Nahama SADICARIS
Nahama. Son identité fait place au numéro 77, ce convoi qui le transporte vers « la nuit et le brouillard » des camps de la mort. Le soir même le convoi traverse le Rhin, (…) la troisième nuit (celle du 2 au 3 août), 1300 personnes débarquent sur un quai. Il fait nuit noire, un barrage d’Allemands au milieu de la route, des projecteurs dirigés vers nous : « à droite, à gauche » jeunes et valides (d’un côté), de l’autre, les personnes montent dans des camions. Une ambulance avec le symbole de la croix rouge, remplie de boîtes de Zyclon B, les suit pour les tromper. Sur la rampe de Birkenau, il est à peu près certain que Nahama alors âgé de 50 ans, fût envoyé directement en chambre à gaz.
Paris, ville bientôt libérée : tu suivais l’avancée des troupes alliées en positionnant des petits drapeaux américains sur une grande carte. Tu es parti acheter un peu de viande pour tes enfants, avec en poche la somme exacte deux cent quatre-vingt quinze anciens francs. Je scrute le reçu jauni du camp de Drancy daté du vendredi 7 juillet qui le certifie. Ce petit papier est le dernier lien qui nous unit : mes doigts suivent les quelques inscriptions, mon regard prend tes yeux, mon corps prend ta place. Nahama, encore vivant, respirant ; tu es posté là, devant le chef de police du camp d’internement.
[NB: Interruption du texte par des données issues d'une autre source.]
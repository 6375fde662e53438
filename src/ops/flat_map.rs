use std::{
  ops::ControlFlow,
  sync::{
    atomic::{AtomicBool, AtomicU64, AtomicUsize, Ordering},
    Arc,
  },
};

use parking_lot::Mutex;

use crate::{
  config,
  drain::{DownstreamCell, WorkInProgress},
  error::{Error, ErrorCollector},
  flowable::Flowable,
  function::RxFn,
  ops::inner::{InnerParent, InnerState, InnerSubscriber},
  subscriber::Subscriber,
  subscription::{
    add_demand, produced, validate_request, DynamicSet, Subscription, SubscriptionSlot, Upstream,
    UNBOUNDED,
  },
};

/// Maps every value to an inner stream and merges their values.
///
/// At most `max_concurrency` inner streams run at once; each buffers up to
/// `prefetch` values. Values of one inner keep their order, values of
/// different inners interleave. The first error cancels everything unless
/// errors are delayed, in which case every failure is reported together
/// once all sources terminated.
#[derive(Clone)]
pub struct FlatMap<S, F> {
  source: S,
  mapper: F,
  max_concurrency: usize,
  prefetch: usize,
  delay_errors: bool,
}

impl<S, F> FlatMap<S, F> {
  pub fn new(source: S, mapper: F) -> Self {
    FlatMap {
      source,
      mapper,
      max_concurrency: usize::MAX,
      prefetch: config::buffer_size(),
      delay_errors: false,
    }
  }

  pub fn max_concurrency(mut self, max_concurrency: usize) -> Self {
    self.max_concurrency = max_concurrency.max(1);
    self
  }

  pub fn prefetch(mut self, prefetch: usize) -> Self {
    self.prefetch = prefetch.max(1);
    self
  }

  pub fn delay_errors(mut self, delay_errors: bool) -> Self {
    self.delay_errors = delay_errors;
    self
  }
}

impl<S, F> Flowable for FlatMap<S, F>
where
  S: Flowable,
  F: RxFn<S::Item>,
  F::Output: Flowable,
{
  type Item = <F::Output as Flowable>::Item;

  fn subscribe_actual<O: Subscriber<Self::Item>>(self, downstream: O) {
    let state = Arc::new(MergeState {
      downstream: DownstreamCell::default(),
      wip: WorkInProgress::default(),
      requested: AtomicU64::new(0),
      upstream: SubscriptionSlot::default(),
      inners: Mutex::new(DynamicSet::default()),
      cursor: AtomicUsize::new(0),
      errors: ErrorCollector::default(),
      done: AtomicBool::new(false),
      max_concurrency: self.max_concurrency,
      prefetch: self.prefetch,
      delay_errors: self.delay_errors,
    });
    self.source.subscribe_actual(MergeOuter { state, mapper: self.mapper, downstream: Some(downstream) })
  }
}

struct MergeOuter<U, O, F> {
  state: Arc<MergeState<U, O>>,
  mapper: F,
  downstream: Option<O>,
}

impl<T, U, O, F> Subscriber<T> for MergeOuter<U, O, F>
where
  T: Send + 'static,
  U: Send + 'static,
  F: RxFn<T>,
  F::Output: Flowable<Item = U>,
  O: Subscriber<U>,
{
  fn on_subscribe(&mut self, upstream: Upstream<T>) {
    let state = &self.state;
    if !state.upstream.set_once(upstream.into_shared()) {
      return;
    }
    let Some(mut downstream) = self.downstream.take() else { return };
    downstream.on_subscribe(Upstream::Plain(state.clone()));
    if !state.downstream.attach(downstream) {
      return;
    }
    let initial = if state.max_concurrency == usize::MAX {
      UNBOUNDED
    } else {
      state.max_concurrency as u64
    };
    state.upstream.request(initial);
    state.drain_loop();
  }

  fn on_next(&mut self, value: T) {
    let state = &self.state;
    if state.done.load(Ordering::Acquire) || state.downstream.is_cancelled() {
      return;
    }
    match self.mapper.call(value) {
      Ok(inner) => state.subscribe_inner(inner),
      Err(err) => {
        state.upstream.cancel();
        state.outer_error(err);
      }
    }
  }

  fn on_error(self, err: Error) { self.state.outer_error(err) }

  fn on_complete(self) {
    self.state.done.store(true, Ordering::Release);
    self.state.drain_loop();
  }
}

struct MergeState<U, O> {
  downstream: DownstreamCell<O>,
  wip: WorkInProgress,
  requested: AtomicU64,
  upstream: SubscriptionSlot,
  inners: Mutex<DynamicSet<Arc<InnerState<U>>>>,
  cursor: AtomicUsize,
  errors: ErrorCollector,
  done: AtomicBool,
  max_concurrency: usize,
  prefetch: usize,
  delay_errors: bool,
}

impl<U: Send + 'static, O: Subscriber<U>> MergeState<U, O> {
  fn subscribe_inner<P: Flowable<Item = U>>(self: &Arc<Self>, source: P) {
    let inner = {
      let mut inners = self.inners.lock();
      if self.downstream.is_cancelled() {
        return;
      }
      let id = inners.reserve_id();
      let inner = Arc::new(InnerState::new(id, self.prefetch));
      inners.insert(id, inner.clone());
      inner
    };
    source.subscribe_actual(InnerSubscriber::new(inner, self.clone()));
  }

  fn cancel_inners(&self) {
    let inners: Vec<_> = self.inners.lock().drain().collect();
    for inner in inners {
      inner.cancel();
    }
  }

  fn outer_error(&self, err: Error) {
    if self.errors.add(err) {
      self.done.store(true, Ordering::Release);
      if !self.delay_errors {
        self.cancel_inners();
      }
    }
    self.drain_loop();
  }

  fn drain_loop(&self) {
    self.wip.drain(|| {
      let mut slot = self.downstream.lock();
      if slot.is_none() {
        return ControlFlow::Continue(());
      }
      loop {
        if self.downstream.is_cancelled() {
          slot.take();
          self.cancel_inners();
          return ControlFlow::Break(());
        }
        if !self.delay_errors && self.errors.has_error() {
          self.upstream.cancel();
          self.cancel_inners();
          if let (Some(err), Some(downstream)) = (self.errors.terminate(), slot.take()) {
            downstream.on_error(err);
          }
          return ControlFlow::Break(());
        }

        let requested = self.requested.load(Ordering::Acquire);
        let inners = self.inners.lock().snapshot();
        let count = inners.len();
        let start = self.cursor.load(Ordering::Relaxed) % count.max(1);
        let mut emitted = 0;
        let mut finished = 0;
        let mut failed = false;
        for k in 0..count {
          let idx = (start + k) % count;
          let inner = &inners[idx];
          let mut polled = 0;
          while emitted != requested {
            match inner.poll() {
              Ok(Some(value)) => {
                if let Some(downstream) = slot.as_mut() {
                  downstream.on_next(value);
                }
                emitted += 1;
                polled += 1;
                if self.downstream.is_cancelled() {
                  slot.take();
                  self.cancel_inners();
                  return ControlFlow::Break(());
                }
              }
              Ok(None) => break,
              Err(err) => {
                inner.cancel();
                inner.mark_done();
                self.errors.add(err);
                failed = true;
                break;
              }
            }
          }
          if polled > 0 {
            inner.consumed(polled);
          }
          if inner.is_finished() {
            self.inners.lock().remove(inner.id);
            finished += 1;
          }
          if emitted == requested {
            self.cursor.store(idx, Ordering::Relaxed);
            break;
          }
        }
        if emitted > 0 {
          produced(&self.requested, emitted);
        }

        let done = self.done.load(Ordering::Acquire);
        if done && self.inners.lock().is_empty() {
          self.upstream.release();
          let err = self.errors.terminate();
          if let Some(downstream) = slot.take() {
            match err {
              Some(err) => downstream.on_error(err),
              None => downstream.on_complete(),
            }
          }
          return ControlFlow::Break(());
        }
        if finished > 0 && !done && self.max_concurrency != usize::MAX {
          self.upstream.request(finished);
        }
        if emitted == 0 && finished == 0 && !failed {
          return ControlFlow::Continue(());
        }
      }
    });
  }
}

impl<U: Send + 'static, O: Subscriber<U>> InnerParent<U> for MergeState<U, O> {
  fn inner_error(&self, _inner: &Arc<InnerState<U>>, err: Error) {
    if self.errors.add(err) && !self.delay_errors {
      self.upstream.cancel();
      self.cancel_inners();
    }
    self.drain_loop();
  }

  fn drain(&self) { self.drain_loop() }
}

impl<U: Send + 'static, O: Subscriber<U>> Subscription for MergeState<U, O> {
  fn request(&self, n: u64) {
    if validate_request(n) {
      add_demand(&self.requested, n);
      self.drain_loop();
    }
  }

  fn cancel(&self) {
    if self.downstream.cancel() {
      self.upstream.cancel();
      self.cancel_inners();
      if self.wip.enter() {
        self.downstream.take();
      }
    }
  }
}
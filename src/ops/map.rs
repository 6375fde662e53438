use std::sync::Arc;

use crate::{
  error::Error,
  flowable::Flowable,
  function::RxFn,
  hooks,
  subscriber::Subscriber,
  subscription::{FusedQueue, FusionMode, QueueSubscription, Subscription, Upstream},
};

/// Transforms every value with a (possibly fallible) function.
///
/// Fuses transitively: a fused consumer polls the upstream queue through
/// the mapper. Fusion across an asynchronous boundary is refused so the
/// mapper never runs on the consumer's thread.
#[derive(Clone)]
pub struct Map<S, F> {
  pub source: S,
  pub func: F,
}

impl<S, F> Map<S, F> {
  pub fn new(source: S, func: F) -> Self { Map { source, func } }
}

impl<S, F> Flowable for Map<S, F>
where
  S: Flowable,
  F: RxFn<S::Item>,
  F::Output: Send + 'static,
{
  type Item = F::Output;

  fn subscribe_actual<O: Subscriber<F::Output>>(self, downstream: O) {
    self.source.subscribe_actual(MapSubscriber {
      downstream: Some(downstream),
      func: Arc::new(self.func),
      upstream: None,
    })
  }
}

pub struct MapSubscriber<O, F> {
  downstream: Option<O>,
  func: Arc<F>,
  upstream: Option<Arc<dyn Subscription>>,
}

impl<O, F> MapSubscriber<O, F> {
  fn fail<T>(&mut self, err: Error)
  where
    O: Subscriber<T>,
  {
    if let Some(upstream) = self.upstream.take() {
      upstream.cancel();
    }
    if let Some(downstream) = self.downstream.take() {
      downstream.on_error(err);
    }
  }
}

impl<T, O, F> Subscriber<T> for MapSubscriber<O, F>
where
  T: Send + 'static,
  F: RxFn<T>,
  F::Output: Send + 'static,
  O: Subscriber<F::Output>,
{
  fn on_subscribe(&mut self, upstream: Upstream<T>) {
    let Some(downstream) = self.downstream.as_mut() else {
      upstream.cancel();
      return;
    };
    self.upstream = Some(upstream.clone().into_shared());
    let handed = match upstream {
      Upstream::Fuseable(queue) => {
        Upstream::Fuseable(Arc::new(MapQueue { upstream: queue, func: self.func.clone() }))
      }
      Upstream::Plain(plain) => Upstream::Plain(plain),
    };
    downstream.on_subscribe(handed);
  }

  fn on_next(&mut self, value: T) {
    if self.downstream.is_none() {
      return;
    }
    match self.func.call(value) {
      Ok(mapped) => {
        if let Some(downstream) = self.downstream.as_mut() {
          downstream.on_next(mapped);
        }
      }
      Err(err) => self.fail(err),
    }
  }

  fn on_error(self, err: Error) {
    match self.downstream {
      Some(downstream) => downstream.on_error(err),
      None => hooks::on_undeliverable(err),
    }
  }

  fn on_complete(self) {
    if let Some(downstream) = self.downstream {
      downstream.on_complete();
    }
  }

  fn on_available(&mut self) {
    if let Some(downstream) = self.downstream.as_mut() {
      downstream.on_available();
    }
  }
}

struct MapQueue<T, F> {
  upstream: Arc<dyn QueueSubscription<T>>,
  func: Arc<F>,
}

impl<T, F> Subscription for MapQueue<T, F>
where
  T: Send + 'static,
  F: RxFn<T>,
  F::Output: Send + 'static,
{
  fn request(&self, n: u64) { self.upstream.request(n) }

  fn cancel(&self) { self.upstream.cancel() }
}

impl<T, F> FusedQueue<F::Output> for MapQueue<T, F>
where
  T: Send + 'static,
  F: RxFn<T>,
  F::Output: Send + 'static,
{
  fn poll(&self) -> Result<Option<F::Output>, Error> {
    match self.upstream.poll()? {
      Some(value) => self.func.call(value).map(Some),
      None => Ok(None),
    }
  }

  fn is_empty(&self) -> bool { self.upstream.is_empty() }

  fn clear(&self) { self.upstream.clear() }

  fn size(&self) -> usize { self.upstream.size() }
}

impl<T, F> QueueSubscription<F::Output> for MapQueue<T, F>
where
  T: Send + 'static,
  F: RxFn<T>,
  F::Output: Send + 'static,
{
  fn request_fusion(&self, mode: FusionMode) -> FusionMode {
    if mode.is_boundary() {
      return FusionMode::NONE;
    }
    self.upstream.request_fusion(mode)
  }
}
Le samedi et le dimanche, habillé avec élégance d’un pardessus bleu marine auquel il tenait énormément, d’un foulard blanc et d’un chapeau melon, il partait dans le 11ème. Il s’arrêtait dans le café du coin de la rue Sedaine où il avait pris ses habitudes. Il aimait y retrouver ses copains puis il rentrait à la maison avec de quoi manger, par exemple du fromage ou de l’halva. Mais une rafle dans ce café, scella son destin. Ses pieds dépassaient de sous la banquette où il s’était caché avec un autre.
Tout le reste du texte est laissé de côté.